*** Block opens ***
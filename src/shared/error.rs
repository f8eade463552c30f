//! Application Error Types
//!
//! Centralized error handling with Axum integration. Every error is rendered
//! as the standard response envelope with `success: false`.

use axum::{
    http::StatusCode,
    response::{IntoResponse, Response},
    Json,
};
use serde::Serialize;

/// Application error type
#[derive(Debug, thiserror::Error)]
pub enum AppError {
    #[error("Not found: {0}")]
    NotFound(String),

    #[error("Bad request: {0}")]
    BadRequest(String),

    #[error("Validation error: {0}")]
    Validation(String),

    #[error("Internal error: {0}")]
    Internal(String),

    #[error("Database error: {0}")]
    Database(#[from] sqlx::Error),
}

impl AppError {
    /// HTTP status this error maps to.
    pub fn status_code(&self) -> StatusCode {
        match self {
            AppError::NotFound(_) => StatusCode::NOT_FOUND,
            AppError::BadRequest(_) | AppError::Validation(_) => StatusCode::BAD_REQUEST,
            AppError::Internal(_) | AppError::Database(_) => StatusCode::INTERNAL_SERVER_ERROR,
        }
    }
}

/// Error response body
#[derive(Debug, Serialize)]
pub struct ErrorResponse {
    pub success: bool,
    pub error: String,
    #[serde(skip_serializing_if = "Option::is_none")]
    pub message: Option<String>,
}

impl ErrorResponse {
    pub fn new(error: impl Into<String>) -> Self {
        Self {
            success: false,
            error: error.into(),
            message: None,
        }
    }

    pub fn with_message(mut self, message: impl Into<String>) -> Self {
        self.message = Some(message.into());
        self
    }
}

impl IntoResponse for AppError {
    fn into_response(self) -> Response {
        let status = self.status_code();
        let body = match self {
            AppError::NotFound(msg) | AppError::BadRequest(msg) | AppError::Validation(msg) => {
                ErrorResponse::new(msg)
            }
            AppError::Internal(msg) => {
                tracing::error!("Internal error: {}", msg);
                ErrorResponse::new("Internal server error").with_message(msg)
            }
            AppError::Database(e) => {
                tracing::error!("Database error: {}", e);
                ErrorResponse::new("Internal server error").with_message(e.to_string())
            }
        };

        (status, Json(body)).into_response()
    }
}
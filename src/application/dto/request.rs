//! Request DTOs
//!
//! Data structures for API request bodies.

use std::str::FromStr;

use chrono::{NaiveDate, NaiveTime, Utc};
use serde::Deserialize;
use validator::Validate;

use crate::domain::{
    AttendanceStatus, ClubFields, MemberFields, MembershipChanges, MembershipStatus,
    NewMembership, NewSchedule, ScheduleChanges, TrainerFields, WorkoutTypeFields,
};
use crate::shared::error::AppError;

/// Parse a status string from a request body into its closed vocabulary.
fn parse_status<T>(raw: &str) -> Result<T, AppError>
where
    T: FromStr<Err = String>,
{
    raw.parse::<T>().map_err(AppError::BadRequest)
}

/// Create or update member request
///
/// `registration_date` is only read on create and defaults to today.
#[derive(Debug, Deserialize, Validate)]
pub struct MemberRequest {
    #[validate(length(min = 1, max = 50, message = "First name must be 1-50 characters"))]
    pub first_name: String,

    #[validate(length(min = 1, max = 50, message = "Last name must be 1-50 characters"))]
    pub last_name: String,

    #[validate(email(message = "Invalid email format"))]
    pub email: String,

    pub phone: Option<String>,
    pub date_of_birth: Option<NaiveDate>,
    pub gender: Option<String>,
    pub address: Option<String>,
    pub emergency_contact: Option<String>,
    pub emergency_phone: Option<String>,
    pub registration_date: Option<NaiveDate>,
}

impl MemberRequest {
    pub fn registration_date(&self) -> NaiveDate {
        self.registration_date
            .unwrap_or_else(|| Utc::now().date_naive())
    }

    pub fn into_fields(self) -> MemberFields {
        MemberFields {
            first_name: self.first_name,
            last_name: self.last_name,
            email: self.email,
            phone: self.phone,
            date_of_birth: self.date_of_birth,
            gender: self.gender,
            address: self.address,
            emergency_contact: self.emergency_contact,
            emergency_phone: self.emergency_phone,
        }
    }
}

/// Create or update club request
#[derive(Debug, Deserialize, Validate)]
pub struct ClubRequest {
    #[validate(length(min = 1, max = 100, message = "Club name must be 1-100 characters"))]
    pub club_name: String,

    #[validate(length(min = 1, message = "Address is required"))]
    pub address: String,

    pub phone: Option<String>,

    #[validate(email(message = "Invalid email format"))]
    pub email: Option<String>,

    pub opening_hours: Option<String>,
}

impl From<ClubRequest> for ClubFields {
    fn from(req: ClubRequest) -> Self {
        Self {
            club_name: req.club_name,
            address: req.address,
            phone: req.phone,
            email: req.email,
            opening_hours: req.opening_hours,
        }
    }
}

/// Create or update trainer request
///
/// `hire_date` is only read on create and defaults to today.
#[derive(Debug, Deserialize, Validate)]
pub struct TrainerRequest {
    #[validate(length(min = 1, max = 50, message = "First name must be 1-50 characters"))]
    pub first_name: String,

    #[validate(length(min = 1, max = 50, message = "Last name must be 1-50 characters"))]
    pub last_name: String,

    #[validate(email(message = "Invalid email format"))]
    pub email: String,

    pub phone: Option<String>,
    pub specialization: Option<String>,
    pub certification: Option<String>,
    pub hire_date: Option<NaiveDate>,
    pub club_id: Option<i64>,
}

impl TrainerRequest {
    pub fn hire_date(&self) -> NaiveDate {
        self.hire_date.unwrap_or_else(|| Utc::now().date_naive())
    }

    pub fn into_fields(self) -> TrainerFields {
        TrainerFields {
            first_name: self.first_name,
            last_name: self.last_name,
            email: self.email,
            phone: self.phone,
            specialization: self.specialization,
            certification: self.certification,
            club_id: self.club_id,
        }
    }
}

/// Create or update workout type request
#[derive(Debug, Deserialize, Validate)]
pub struct WorkoutTypeRequest {
    #[validate(length(min = 1, max = 100, message = "Workout name must be 1-100 characters"))]
    pub workout_name: String,

    pub description: Option<String>,

    #[validate(range(min = 0, message = "Duration must not be negative"))]
    pub duration_minutes: i32,

    #[validate(length(min = 1, message = "Difficulty level is required"))]
    pub difficulty_level: String,

    #[validate(range(min = 0, message = "Max participants must not be negative"))]
    pub max_participants: i32,
}

impl From<WorkoutTypeRequest> for WorkoutTypeFields {
    fn from(req: WorkoutTypeRequest) -> Self {
        Self {
            workout_name: req.workout_name,
            description: req.description,
            duration_minutes: req.duration_minutes,
            difficulty_level: req.difficulty_level,
            max_participants: req.max_participants,
        }
    }
}

/// Create schedule request
#[derive(Debug, Deserialize, Validate)]
pub struct CreateScheduleRequest {
    pub workout_type_id: i64,
    pub trainer_id: i64,
    pub club_id: i64,
    pub schedule_date: NaiveDate,
    pub start_time: NaiveTime,
    pub end_time: NaiveTime,

    #[validate(range(min = 0, message = "Available spots must not be negative"))]
    pub available_spots: i32,
}

impl From<CreateScheduleRequest> for NewSchedule {
    fn from(req: CreateScheduleRequest) -> Self {
        Self {
            workout_type_id: req.workout_type_id,
            trainer_id: req.trainer_id,
            club_id: req.club_id,
            schedule_date: req.schedule_date,
            start_time: req.start_time,
            end_time: req.end_time,
            available_spots: req.available_spots,
        }
    }
}

/// Update schedule request (administrative capacity edit)
#[derive(Debug, Deserialize, Validate)]
pub struct UpdateScheduleRequest {
    pub schedule_date: NaiveDate,
    pub start_time: NaiveTime,
    pub end_time: NaiveTime,

    #[validate(range(min = 0, message = "Available spots must not be negative"))]
    pub available_spots: i32,
}

impl From<UpdateScheduleRequest> for ScheduleChanges {
    fn from(req: UpdateScheduleRequest) -> Self {
        Self {
            schedule_date: req.schedule_date,
            start_time: req.start_time,
            end_time: req.end_time,
            available_spots: req.available_spots,
        }
    }
}

/// Create membership request
#[derive(Debug, Deserialize, Validate)]
pub struct CreateMembershipRequest {
    pub member_id: i64,
    pub club_id: i64,

    #[validate(length(min = 1, max = 50, message = "Membership type must be 1-50 characters"))]
    pub membership_type: String,

    pub start_date: NaiveDate,
    pub end_date: NaiveDate,

    #[validate(range(min = 0.0, message = "Price must not be negative"))]
    pub price: f64,

    /// Defaults to Active
    pub status: Option<String>,
}

impl CreateMembershipRequest {
    pub fn into_new_membership(self) -> Result<NewMembership, AppError> {
        let status = match self.status.as_deref() {
            Some(raw) => parse_status::<MembershipStatus>(raw)?,
            None => MembershipStatus::default(),
        };

        Ok(NewMembership {
            member_id: self.member_id,
            club_id: self.club_id,
            membership_type: self.membership_type,
            start_date: self.start_date,
            end_date: self.end_date,
            price: self.price,
            status,
        })
    }
}

/// Update membership request
#[derive(Debug, Deserialize, Validate)]
pub struct UpdateMembershipRequest {
    #[validate(length(min = 1, max = 50, message = "Membership type must be 1-50 characters"))]
    pub membership_type: String,

    pub start_date: NaiveDate,
    pub end_date: NaiveDate,

    #[validate(range(min = 0.0, message = "Price must not be negative"))]
    pub price: f64,

    pub status: String,
}

impl UpdateMembershipRequest {
    pub fn into_changes(self) -> Result<MembershipChanges, AppError> {
        Ok(MembershipChanges {
            status: parse_status(&self.status)?,
            membership_type: self.membership_type,
            start_date: self.start_date,
            end_date: self.end_date,
            price: self.price,
        })
    }
}

/// Check-in request
#[derive(Debug, Deserialize, Validate)]
pub struct CheckInRequest {
    pub schedule_id: i64,
    pub member_id: i64,

    /// Defaults to Present
    pub status: Option<String>,
}

impl CheckInRequest {
    pub fn status(&self) -> Result<Option<AttendanceStatus>, AppError> {
        self.status
            .as_deref()
            .map(parse_status::<AttendanceStatus>)
            .transpose()
    }
}

/// Update attendance status request
#[derive(Debug, Deserialize, Validate)]
pub struct UpdateAttendanceRequest {
    #[validate(length(min = 1, message = "Status is required"))]
    pub status: String,
}

impl UpdateAttendanceRequest {
    pub fn status(&self) -> Result<AttendanceStatus, AppError> {
        parse_status(&self.status)
    }
}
*** Block closes ***
* What the task asks *
Wherever the word "certification" appears in the entries above, copy that line.

* Task output *
    pub certification: Option<String>,
            certification: self.certification,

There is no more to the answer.